> _EXERCISE DATA_:
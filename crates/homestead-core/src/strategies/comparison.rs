//! Strategy comparison: buy-and-sell (A), buy-and-rent (B), and deposit
//! only (C), built from the mortgage, deposit, inflation, rental, and
//! renovation engines and ranked on their base-case outcome.

use log::{debug, trace, warn};
use rust_decimal::Decimal;
use serde::{Deserialize, Serialize};
use std::time::Instant;

use crate::deposit::growth::{self, DepositRow};
use crate::inflation::projection;
use crate::mortgage::amortization::{self, AmortizationRow};
use crate::renovation::cost as renovation;
use crate::rental::income::{self, RentalProjection};
use crate::strategies::snapshot::InputSnapshot;
use crate::types::{with_metadata, ComputationOutput, Money, RatePct, ScenarioValue};
use crate::HomesteadResult;

// ---------------------------------------------------------------------------
// Types
// ---------------------------------------------------------------------------

#[derive(Debug, Clone, Copy, PartialEq, Eq, Hash, Serialize, Deserialize)]
pub enum Strategy {
    /// Buy with a mortgage, sell at the end of the horizon
    A,
    /// Buy with a mortgage, rent the property out
    B,
    /// Keep the capital in a deposit
    C,
}

impl Strategy {
    pub fn name(self) -> &'static str {
        match self {
            Strategy::A => "Mortgage + sale",
            Strategy::B => "Mortgage + rental",
            Strategy::C => "Bank deposit",
        }
    }
}

/// Strategy A: buy with a mortgage and sell after the horizon.
#[derive(Debug, Clone, PartialEq, Eq, Serialize, Deserialize)]
pub struct StrategyAResult {
    pub property_value_at_end: ScenarioValue,
    pub remaining_debt: Money,
    pub total_mortgage_payments: Money,
    pub total_interest_paid: Money,
    pub down_payment: Money,
    pub renovation_cost: Money,
    /// Renovation spend recovered in the sale price
    pub renovation_recovered_at_sale: Money,
    /// Sale price minus outstanding debt
    pub net_proceeds_from_sale: ScenarioValue,
    /// Net proceeds minus everything paid in (renovation excluded)
    pub profit_loss: ScenarioValue,
    /// Down payment plus mortgage payments
    pub total_invested: Money,
}

/// Strategy B: buy with a mortgage and keep the property as a rental.
#[derive(Debug, Clone, PartialEq, Eq, Serialize, Deserialize)]
pub struct StrategyBResult {
    pub property_value_at_end: ScenarioValue,
    pub remaining_debt: Money,
    pub total_mortgage_payments: Money,
    pub total_interest_paid: Money,
    pub down_payment: Money,
    pub renovation_cost: Money,
    pub total_rental_income: Money,
    pub rental: RentalProjection,
    /// Market value minus outstanding debt
    pub net_equity: ScenarioValue,
    /// Rental income minus mortgage payments
    pub cash_flow: Money,
    /// Current rent minus the monthly mortgage payment, overpayment included
    pub monthly_cash_flow: Money,
    /// Gross yield of the current rent on the purchase price, in percent
    pub rental_yield: RatePct,
    pub total_invested: Money,
}

/// Strategy C: deposit the down payment and the would-be mortgage payments.
#[derive(Debug, Clone, PartialEq, Eq, Serialize, Deserialize)]
pub struct StrategyCResult {
    pub final_balance: Money,
    pub total_contributions: Money,
    pub total_interest_earned: Money,
    /// Interest the renovation money would have earned on deposit
    pub renovation_savings_interest: Money,
}

/// Base-case value each strategy is ranked on.
#[derive(Debug, Clone, Copy, PartialEq, Eq, Serialize, Deserialize)]
pub struct StrategyValues {
    pub a: Money,
    pub b: Money,
    pub c: Money,
}

#[derive(Debug, Clone, PartialEq, Eq, Serialize, Deserialize)]
pub struct ComparisonResult {
    pub strategy_a: StrategyAResult,
    pub strategy_b: StrategyBResult,
    pub strategy_c: StrategyCResult,
    pub values: StrategyValues,
    pub winner: Strategy,
    pub winner_name: String,
    pub difference_best_vs_worst: Money,
    pub mortgage_schedule: Vec<AmortizationRow>,
    pub deposit_schedule: Vec<DepositRow>,
    pub annuity_payment: Money,
    pub loan_amount: Money,
    /// Months until the loan is repaid, overpayments included
    pub actual_loan_term_months: u32,
    /// Interest avoided through overpayments over the full term
    pub interest_saved: Money,
    /// Purchase price per unit of area, when the area is known
    pub price_per_area: Option<Money>,
    /// Calendar year the renovation is paid for; `None` without a renovation
    pub renovation_year: Option<i32>,
    /// Down payment plus renovation, paid before any income arrives
    pub initial_investment: Money,
}

// ---------------------------------------------------------------------------
// Public API
// ---------------------------------------------------------------------------

/// Compare the three strategies for one snapshot.
///
/// Fails only when the snapshot breaks its invariants; everything after
/// validation is a pure function of the snapshot.
pub fn compare(snapshot: &InputSnapshot) -> HomesteadResult<ComparisonResult> {
    snapshot.validate()?;

    let loan_amount = snapshot.loan_amount();
    let term_months = snapshot.term_months();
    let analysis_months = snapshot.analysis_months();
    let inflation = snapshot.inflation_series();
    let deposit_rates = snapshot.deposit_series();

    // --- Mortgage ---
    let annuity_payment =
        amortization::annuity_payment(loan_amount, snapshot.mortgage_rate, term_months);
    let total_monthly_payment = annuity_payment + snapshot.extra_monthly_payment;
    let mortgage_schedule = amortization::amortization_schedule(
        loan_amount,
        snapshot.mortgage_rate,
        term_months,
        snapshot.extra_monthly_payment,
    );
    let remaining_debt = amortization::balance_at_month(&mortgage_schedule, analysis_months);
    let payments = amortization::payments_through(&mortgage_schedule, analysis_months);
    let actual_loan_term_months = amortization::payoff_month(&mortgage_schedule);
    let interest_saved = amortization::interest_saved(
        loan_amount,
        snapshot.mortgage_rate,
        term_months,
        snapshot.extra_monthly_payment,
    );
    debug!(
        "loan {loan_amount} at {}% over {term_months} months: annuity {annuity_payment}, repaid in {actual_loan_term_months} months",
        snapshot.mortgage_rate
    );

    // --- Property value ---
    let projected = projection::scenarios_with_completion(
        snapshot.property_price,
        &inflation,
        snapshot.analysis_period,
        &snapshot.completion_plan(),
    );
    let property_value_at_end = projection::apply_sale_target(
        projected,
        snapshot.area,
        snapshot.expected_price_per_area_at_sale,
    );
    debug!(
        "property value after {} years: {} / {} / {}",
        snapshot.analysis_period,
        property_value_at_end.pessimistic,
        property_value_at_end.base,
        property_value_at_end.optimistic
    );

    // --- Renovation ---
    let renovation_cost = match snapshot.area {
        Some(area) if snapshot.renovation_required => renovation::renovation_cost(
            snapshot.renovation_cost_per_area,
            area,
            &inflation,
            snapshot.completion_year,
            snapshot.as_of_year,
        ),
        _ => Decimal::ZERO,
    };
    let renovation_opportunity_cost = renovation::renovation_opportunity_cost(
        renovation_cost,
        &deposit_rates,
        snapshot.years_from_completion_to_end(),
    );
    let renovation_recovered_at_sale =
        renovation::recovered_at_sale(renovation_cost, snapshot.renovation_return_rate);
    trace!("renovation {renovation_cost}, forgone interest {renovation_opportunity_cost}");

    // --- Rental ---
    let rental = income::project_rental_income(
        snapshot.monthly_rent,
        &inflation,
        snapshot.analysis_period,
        snapshot.completion_year,
        snapshot.as_of_year,
    );
    trace!("rental income total {}", rental.total);

    let total_invested = snapshot.down_payment + payments.total_paid;

    // --- Strategy A: sell ---
    let net_proceeds_from_sale = property_value_at_end.less(remaining_debt);
    let strategy_a = StrategyAResult {
        property_value_at_end,
        remaining_debt,
        total_mortgage_payments: payments.total_paid,
        total_interest_paid: payments.total_interest,
        down_payment: snapshot.down_payment,
        renovation_cost,
        renovation_recovered_at_sale,
        net_proceeds_from_sale,
        profit_loss: net_proceeds_from_sale.less(total_invested),
        total_invested,
    };

    // --- Strategy B: rent ---
    let strategy_b = StrategyBResult {
        property_value_at_end,
        remaining_debt,
        total_mortgage_payments: payments.total_paid,
        total_interest_paid: payments.total_interest,
        down_payment: snapshot.down_payment,
        renovation_cost,
        total_rental_income: rental.total,
        net_equity: property_value_at_end.less(remaining_debt),
        cash_flow: rental.total - payments.total_paid,
        monthly_cash_flow: income::monthly_cash_flow(snapshot.monthly_rent, total_monthly_payment),
        rental_yield: income::rental_yield(snapshot.monthly_rent, snapshot.property_price)
            .round_dp(2),
        total_invested,
        rental,
    };

    // --- Strategy C: deposit ---
    let deposit_schedule = growth::deposit_schedule(
        snapshot.down_payment,
        total_monthly_payment,
        &deposit_rates,
        analysis_months,
    );
    let strategy_c = StrategyCResult {
        final_balance: growth::final_balance(&deposit_schedule),
        total_contributions: deposit_schedule
            .last()
            .map(|row| row.cumulative_contributions)
            .unwrap_or(Decimal::ZERO),
        total_interest_earned: growth::total_interest(&deposit_schedule),
        renovation_savings_interest: renovation_opportunity_cost,
    };

    // --- Winner (base case) ---
    let values = StrategyValues {
        a: strategy_a.profit_loss.base + snapshot.down_payment + payments.total_paid,
        b: strategy_b.net_equity.base + strategy_b.total_rental_income,
        c: strategy_c.final_balance,
    };
    let (winner, difference_best_vs_worst) = select_winner(&values);
    debug!(
        "strategy values A={} B={} C={}: winner {winner:?}",
        values.a, values.b, values.c
    );

    Ok(ComparisonResult {
        strategy_a,
        strategy_b,
        strategy_c,
        values,
        winner,
        winner_name: winner.name().to_string(),
        difference_best_vs_worst,
        mortgage_schedule,
        deposit_schedule,
        annuity_payment,
        loan_amount,
        actual_loan_term_months,
        interest_saved,
        price_per_area: renovation::price_per_area(snapshot.property_price, snapshot.area),
        renovation_year: (renovation_cost > Decimal::ZERO)
            .then(|| renovation::renovation_year(snapshot.completion_year, snapshot.as_of_year)),
        initial_investment: renovation::initial_investment(snapshot.down_payment, renovation_cost),
    })
}

/// Pick the strategy with the highest value; ties go to A, then B, then C.
///
/// Returns the winner and the gap between the best and worst values.
pub fn select_winner(values: &StrategyValues) -> (Strategy, Money) {
    let best = values.a.max(values.b).max(values.c);
    let worst = values.a.min(values.b).min(values.c);

    let winner = if values.a >= values.b && values.a >= values.c {
        Strategy::A
    } else if values.b >= values.c {
        Strategy::B
    } else {
        Strategy::C
    };

    (winner, best - worst)
}

/// Compare the strategies and wrap the result with methodology,
/// assumptions, warnings, and timing metadata.
pub fn run_comparison(
    snapshot: &InputSnapshot,
) -> HomesteadResult<ComputationOutput<ComparisonResult>> {
    let start = Instant::now();

    let result = compare(snapshot)?;
    let warnings = collect_warnings(snapshot, &result);
    for w in &warnings {
        warn!("{w}");
    }

    let elapsed = start.elapsed().as_micros() as u64;
    Ok(with_metadata(
        "Mortgage sale vs mortgage rental vs deposit (monthly amortisation, \
         annual inflation indexing, base-case ranking)",
        snapshot,
        warnings,
        elapsed,
        result,
    ))
}

// ---------------------------------------------------------------------------
// Warnings
// ---------------------------------------------------------------------------

fn collect_warnings(snapshot: &InputSnapshot, result: &ComparisonResult) -> Vec<String> {
    let mut warnings = Vec::new();
    let inflation = snapshot.inflation_series();

    if let Some(defined) = inflation.defined_years() {
        if defined < snapshot.analysis_period as usize {
            warnings.push(format!(
                "Yearly inflation covers {defined} of {} years; the last rate is reused",
                snapshot.analysis_period
            ));
        }
        let negative = snapshot
            .deposit_series()
            .negative_years(snapshot.analysis_period as usize);
        if !negative.is_empty() {
            warnings.push(format!(
                "Linked deposit rate is negative in {} year(s)",
                negative.len()
            ));
        }
    }

    let years_to_completion = snapshot.years_to_completion();
    if years_to_completion >= snapshot.analysis_period as i32 {
        warnings.push(format!(
            "Completion in {} falls outside the {}-year horizon; no rental income",
            snapshot.completion_year, snapshot.analysis_period
        ));
    }

    if snapshot.expected_price_per_area_at_completion.is_some() && years_to_completion <= 0 {
        warnings.push(
            "Property already completed; expected price at completion ignored".into(),
        );
    }

    if !snapshot.renovation_required
        && renovation::renovation_likely_needed(snapshot.completion_year, snapshot.as_of_year)
    {
        warnings.push(format!(
            "Completion in {} usually means an unfinished property; renovation is off",
            snapshot.completion_year
        ));
    }

    if snapshot.renovation_required && snapshot.area.is_none() {
        warnings.push("Renovation requested without an area; renovation cost is 0".into());
    }

    if result.strategy_a.remaining_debt > Decimal::ZERO {
        warnings.push(format!(
            "Mortgage not repaid within the horizon: {} outstanding",
            result.strategy_a.remaining_debt
        ));
    }

    warnings
}

// ---------------------------------------------------------------------------
// Tests
// ---------------------------------------------------------------------------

> _PROBLEM TO SOLVE_:
The lines needed run from the first line of the data through the line containing "their base-case outcome."; give them again exactly and nothing else.

> _SOLUTION FOR THIS PROBLEM_:
filename crates/homestead-core/src/strategies/comparison.rs
//! Strategy comparison: buy-and-sell (A), buy-and-rent (B), and deposit
//! only (C), built from the mortgage, deposit, inflation, rental, and
//! renovation engines and ranked on their base-case outcome.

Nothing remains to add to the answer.